Écrire jusqu’à ce que les mots s’effacent et que quelque chose parle derrière eux. Alléger le réel de son poids de raison. Retrouver l’ombre bleue des choses.

Écrire sans tricher, sinon ne pas écrire. Refuser ce qui ne dit rien.

Écrire pour trouver la force, affronter le déséquilibre, rompre le lâche pacte des jours avec l’oubli d’une essentielle menace.

Écrire, se préparer à vivre. Quels qu’en soient les méandres et l’issue.

Antoinette

Ne plus pouvoir écrire. Etre vidée de toute substance. Mes mots ne sont pas là. Mes mots sont pourchassés par d’autres mots ravageurs, barbares, envahisseurs , obsessionnels venus d’une planète inconnue. Mes mots pris d’une frayeur subite se sont enfuis. Mes mots se sont terrés, enterrés, barricadés, muselés, enfouis dans un abri bétonné aux portes blindées. Mes mots ne savent plus être mes mots au soir d’un 17 mars particulier. J’ai cherché leur visage comme on cherche à tâtons, dans le noir, la poignée d’une porte .

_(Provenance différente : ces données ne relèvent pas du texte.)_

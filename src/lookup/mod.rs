// Copyright 2024 The Kubernetes Authors.
//
// Licensed under the Apache License, Version 2.0 (the "License");
// you may not use this file except in compliance with the License.
// You may obtain a copy of the License at
//
//     http://www.apache.org/licenses/LICENSE-2.0
//
// Unless required by applicable law or agreed to in writing, software
// distributed under the License is distributed on an "AS IS" BASIS,
// WITHOUT WARRANTIES OR CONDITIONS OF ANY KIND, either express or implied.
// See the License for the specific language governing permissions and
// limitations under the License.

//! Read-only object lookup used by the plugins.
//!
//! Plugins never talk to the API server directly. They read reference objects
//! (projects, seeds, quotas, cloud profiles, ...) through [`Lookup`], which is
//! backed by an informer-fed cache in production and by [`InMemoryStore`] in
//! tests. The cache may lag behind the API server.

mod listers;
mod store;

pub use listers::Listers;
pub use store::InMemoryStore;

use crate::admission::AdmissionError;
use crate::api::meta::LabelSelector;
use crate::api::{Object, ResourceKind};
use thiserror::Error;

/// LookupError is returned by [`Lookup`] implementations.
#[derive(Debug, Clone, PartialEq, Eq, Error)]
pub enum LookupError {
    #[error("{kind} \"{name}\" not found")]
    NotFound {
        kind: ResourceKind,
        namespace: String,
        name: String,
    },

    /// The backing cache cannot answer yet.
    #[error("lookup unavailable: {0}")]
    Unavailable(String),

    #[error("expected object of kind {expected}, got {actual}")]
    UnexpectedKind {
        expected: ResourceKind,
        actual: ResourceKind,
    },
}

impl LookupError {
    pub fn not_found(kind: ResourceKind, namespace: &str, name: &str) -> Self {
        LookupError::NotFound {
            kind,
            namespace: namespace.to_string(),
            name: name.to_string(),
        }
    }

    pub fn is_not_found(&self) -> bool {
        matches!(self, LookupError::NotFound { .. })
    }
}

/// Lookup failures default to the system-reference mapping: a missing
/// object is internal, an unavailable cache fails closed as not ready.
/// Plugins resolving user-supplied references map `NotFound` themselves.
impl From<LookupError> for AdmissionError {
    fn from(err: LookupError) -> Self {
        match err {
            LookupError::Unavailable(reason) => {
                tracing::debug!(%reason, "object lookup unavailable");
                AdmissionError::not_ready("object cache")
            }
            other => AdmissionError::internal_error(other.to_string()),
        }
    }
}

/// Lookup is the indexed object store the plugins read from.
pub trait Lookup: Send + Sync {
    /// Fetch one object. Cluster-scoped kinds ignore the namespace.
    fn get(&self, kind: ResourceKind, namespace: &str, name: &str) -> Result<Object, LookupError>;

    /// List objects of a kind, optionally restricted to one namespace,
    /// whose labels match the selector.
    fn list(
        &self,
        kind: ResourceKind,
        namespace: Option<&str>,
        selector: &LabelSelector,
    ) -> Result<Vec<Object>, LookupError>;
}

#[cfg(test)]
mod tests {
    use super::*;

    #[test]
    fn test_lookup_error_into_admission_error() {
        let err: AdmissionError = LookupError::Unavailable("cache not synced".into()).into();
        assert!(err.is_not_ready());

        let err: AdmissionError =
            LookupError::not_found(ResourceKind::Seed, "", "aws-eu1").into();
        assert!(err.is_internal());
        assert!(err.to_string().contains("Seed \"aws-eu1\" not found"));
    }
}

Ecrire en serrant les poings pour un Atelier bienfaiteur et fêter cette arrivée les yeux écarquillés et tenter maladroitement d’ apprivoiser les mots inconnus qui envahissent les médias, qui envahissent mon corps glacé prêt à sombrer et écrire pour regarder le ventre du monde dans les yeux et me sauver de ses terreurs si il en est encore temps.

Ecrire depuis toujours et maintenant avoir peur d’écrire vers l’autre divinement arrivé et se sentir comme une naufragée sur une île désertée et ne plus savoir si tout est bien comme ça et se sentir ébranlée en cliquant le soir sur la touche « envoyer ».

Ecrire à petits pas incertains comme on réapprend à marcher avec la peur de tomber. Ecrire le jour , écrire la nuit, écrire dans la cuisine en épluchant les légumes pour la soupe du soir. Ecrire sur les touches noires et blanches du piano et entendre ma mère qui me disait souvent : « Si tu as du chagrin, mets les mains dans la terre, tu iras mieux demain.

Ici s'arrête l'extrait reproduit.